Provide only the number of lines below in which the string "else" occurs.

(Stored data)

━━━━

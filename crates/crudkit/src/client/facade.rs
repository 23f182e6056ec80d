//! A client that never propagates failures.
//!
//! [`SafeClient`] mirrors every [`CrudClient`] entry point. Errors and
//! panics inside a call become a [`ClientFault`], which is forwarded exactly
//! once to the configured [`FaultHandler`]; the call then returns `None` (or
//! `false` for deletes).

use std::any::Any;
use std::future::Future;
use std::panic::AssertUnwindSafe;
use std::sync::Arc;

use futures::FutureExt;
use serde::de::DeserializeOwned;
use tracing::error;

use super::provider_error::extract_embedded_error;
use super::{CrudClient, DeletionStatus, EventChannel, ListResponse};
use crate::api::{StreamChunk, StreamEvent, StreamState};
use crate::error::{ClientError, ClientResult, ErrorKind};
use crate::request::Request;
use crate::routing::{Operation, PathParam, RouteTable};

/// A failure reported by [`SafeClient`].
#[derive(Debug, Clone, PartialEq, Eq)]
pub struct ClientFault {
    pub api: String,
    pub operation: Operation,
    /// `None` for panics, [`ErrorKind::Provider`] when a provider error was
    /// recognized in the fault text.
    pub kind: Option<ErrorKind>,
    /// Humanized provider message when one was found, otherwise the raw text.
    pub message: String,
    /// The fault text as produced by the failing call.
    pub raw_message: String,
    pub status: Option<u16>,
}

impl ClientFault {
    pub fn is_panic(&self) -> bool {
        self.kind.is_none()
    }
}

/// Receives the faults of a [`SafeClient`].
pub trait FaultHandler: Send + Sync {
    fn on_fault(&self, fault: &ClientFault);
}

/// Logs faults at error level. The default handler.
pub struct LoggingFaultHandler;

impl FaultHandler for LoggingFaultHandler {
    fn on_fault(&self, fault: &ClientFault) {
        match fault.status {
            Some(status) => error!(
                "{} {} failed (HTTP {status}): {}",
                fault.api, fault.operation, fault.message
            ),
            None => error!("{} {} failed: {}", fault.api, fault.operation, fault.message),
        }
    }
}

/// A fault handler backed by a closure.
pub struct FnFaultHandler<F>(F)
where
    F: Fn(&ClientFault) + Send + Sync;

impl<F> FnFaultHandler<F>
where
    F: Fn(&ClientFault) + Send + Sync,
{
    pub fn new(f: F) -> Self {
        Self(f)
    }
}

impl<F> FaultHandler for FnFaultHandler<F>
where
    F: Fn(&ClientFault) + Send + Sync,
{
    fn on_fault(&self, fault: &ClientFault) {
        (self.0)(fault)
    }
}

/// Exception-safe wrapper around a [`CrudClient`].
#[derive(Clone)]
pub struct SafeClient {
    inner: CrudClient,
    faults: Arc<dyn FaultHandler>,
}

impl SafeClient {
    pub fn new(inner: CrudClient) -> Self {
        Self {
            inner,
            faults: Arc::new(LoggingFaultHandler),
        }
    }

    pub fn with_fault_handler(mut self, handler: impl FaultHandler + 'static) -> Self {
        self.faults = Arc::new(handler);
        self
    }

    pub fn inner(&self) -> &CrudClient {
        &self.inner
    }

    pub async fn create<T: DeserializeOwned>(
        &self,
        routes: &RouteTable,
        request: Request,
        params: Vec<PathParam>,
    ) -> Option<T> {
        self.guard(Operation::Create, self.inner.create(routes, request, params))
            .await
            .flatten()
    }

    pub async fn get<T: DeserializeOwned>(
        &self,
        routes: &RouteTable,
        request: Option<Request>,
        params: Vec<PathParam>,
    ) -> Option<T> {
        self.guard(Operation::Get, self.inner.get(routes, request, params))
            .await
            .flatten()
    }

    pub async fn retrieve<T: DeserializeOwned>(
        &self,
        routes: &RouteTable,
        request: Option<Request>,
        params: Vec<PathParam>,
    ) -> Option<T> {
        self.guard(Operation::Retrieve, self.inner.retrieve(routes, request, params))
            .await
            .flatten()
    }

    pub async fn list<T: DeserializeOwned>(
        &self,
        routes: &RouteTable,
        request: Option<Request>,
        params: Vec<PathParam>,
    ) -> Option<ListResponse<T>> {
        self.guard(Operation::List, self.inner.list(routes, request, params))
            .await
            .flatten()
    }

    pub async fn update<T: DeserializeOwned>(
        &self,
        routes: &RouteTable,
        request: Request,
        params: Vec<PathParam>,
    ) -> Option<T> {
        self.guard(Operation::Update, self.inner.update(routes, request, params))
            .await
            .flatten()
    }

    pub async fn patch<T: DeserializeOwned>(
        &self,
        routes: &RouteTable,
        request: Request,
        params: Vec<PathParam>,
    ) -> Option<T> {
        self.guard(Operation::Patch, self.inner.patch(routes, request, params))
            .await
            .flatten()
    }

    pub async fn cancel<T: DeserializeOwned>(
        &self,
        routes: &RouteTable,
        request: Option<Request>,
        params: Vec<PathParam>,
    ) -> Option<T> {
        self.guard(Operation::Cancel, self.inner.cancel(routes, request, params))
            .await
            .flatten()
    }

    pub async fn query<T: DeserializeOwned>(
        &self,
        routes: &RouteTable,
        request: Request,
        params: Vec<PathParam>,
    ) -> Option<T> {
        self.guard(Operation::Query, self.inner.query(routes, request, params))
            .await
            .flatten()
    }

    /// `false` on any fault.
    pub async fn delete<D: DeserializeOwned + DeletionStatus>(
        &self,
        routes: &RouteTable,
        request: Option<Request>,
        params: Vec<PathParam>,
    ) -> bool {
        self.guard(Operation::Delete, self.inner.delete::<D>(routes, request, params))
            .await
            .unwrap_or(false)
    }

    pub async fn stream<C: StreamChunk>(
        &self,
        operation: Operation,
        routes: &RouteTable,
        request: Request,
        params: Vec<PathParam>,
        on_event: impl FnMut(&StreamEvent) + Send,
    ) -> Option<StreamState<C>> {
        self.guard(
            operation,
            self.inner.stream(operation, routes, request, params, on_event),
        )
        .await
    }

    pub async fn stream_bytes(
        &self,
        operation: Operation,
        routes: &RouteTable,
        request: Request,
        params: Vec<PathParam>,
        on_event: impl FnMut(&StreamEvent) + Send,
    ) -> Option<usize> {
        self.guard(
            operation,
            self.inner
                .stream_bytes(operation, routes, request, params, on_event),
        )
        .await
    }

    pub fn stream_channel<C>(
        &self,
        operation: Operation,
        routes: &RouteTable,
        request: Request,
        params: Vec<PathParam>,
    ) -> SafeEventChannel<C>
    where
        C: StreamChunk + Send + 'static,
    {
        SafeEventChannel {
            channel: self
                .inner
                .stream_channel(operation, routes, request, params),
            client: self.clone(),
            operation,
        }
    }

    async fn guard<T>(
        &self,
        operation: Operation,
        call: impl Future<Output = ClientResult<T>>,
    ) -> Option<T> {
        match AssertUnwindSafe(call).catch_unwind().await {
            Ok(Ok(value)) => Some(value),
            Ok(Err(err)) => {
                let raw = err.to_string();
                let err = self.humanize(err, &raw);
                let message = match &err {
                    ClientError::Provider { message, .. } => message.clone(),
                    other => other.to_string(),
                };
                self.report(operation, Some(err.kind()), message, raw, status_of(&err));
                None
            }
            Err(panic) => {
                let message = panic_message(panic.as_ref());
                self.report(operation, None, message.clone(), message, None);
                None
            }
        }
    }

    /// Replace `err` with a [`ClientError::Provider`] when `text` carries a
    /// recognized provider error near the configured marker.
    fn humanize(&self, err: ClientError, text: &str) -> ClientError {
        let config = self.inner.config();
        let Some(marker) = config.stream.error_marker.as_deref() else {
            return err;
        };
        if marker.is_empty() || !text.contains(marker) {
            return err;
        }
        match extract_embedded_error(text, marker, self.inner.error_parser(), &config.api_name) {
            Some(message) => ClientError::Provider {
                api: config.api_name.clone(),
                status: status_of(&err),
                message,
            },
            None => err,
        }
    }

    fn report(
        &self,
        operation: Operation,
        kind: Option<ErrorKind>,
        message: String,
        raw_message: String,
        status: Option<u16>,
    ) {
        self.faults.on_fault(&ClientFault {
            api: self.inner.config().api_name.clone(),
            operation,
            kind,
            message,
            raw_message,
            status,
        });
    }
}

/// [`EventChannel`] whose final result goes through the fault handler.
pub struct SafeEventChannel<C> {
    channel: EventChannel<C>,
    client: SafeClient,
    operation: Operation,
}

impl<C> SafeEventChannel<C> {
    pub async fn recv(&mut self) -> Option<StreamEvent> {
        self.channel.recv().await
    }

    /// The final state, or `None` after reporting the fault.
    pub async fn finish(self) -> Option<StreamState<C>> {
        let Self {
            channel,
            client,
            operation,
        } = self;
        client.guard(operation, channel.finish()).await
    }
}

fn status_of(err: &ClientError) -> Option<u16> {
    match err {
        ClientError::RequestFailed { source, .. } => source.status(),
        ClientError::Provider { status, .. } => *status,
        _ => None,
    }
}

fn panic_message(panic: &(dyn Any + Send)) -> String {
    if let Some(s) = panic.downcast_ref::<&str>() {
        format!("panic: {s}")
    } else if let Some(s) = panic.downcast_ref::<String>() {
        format!("panic: {s}")
    } else {
        "panic: (non-string payload)".to_string()
    }
}

#[cfg(test)]
mod tests {
    use super::*;
    use crate::error::TransportError;

    #[test]
    fn panic_payloads() {
        let boxed: Box<dyn Any + Send> = Box::new("boom");
        assert_eq!(panic_message(boxed.as_ref()), "panic: boom");
        let boxed: Box<dyn Any + Send> = Box::new(String::from("bang"));
        assert_eq!(panic_message(boxed.as_ref()), "panic: bang");
        let boxed: Box<dyn Any + Send> = Box::new(7u8);
        assert_eq!(panic_message(boxed.as_ref()), "panic: (non-string payload)");
    }

    #[test]
    fn status_extraction() {
        let err = ClientError::RequestFailed {
            attempts: 1,
            source: TransportError::Status {
                status: 403,
                body: String::new(),
            },
        };
        assert_eq!(status_of(&err), Some(403));
        assert_eq!(status_of(&ClientError::Cancelled), None);
        let provider = ClientError::Provider {
            api: "A".into(),
            message: "A: quota".into(),
            status: Some(429),
        };
        assert_eq!(status_of(&provider), Some(429));
    }
}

━━━━

## [REPLY]
3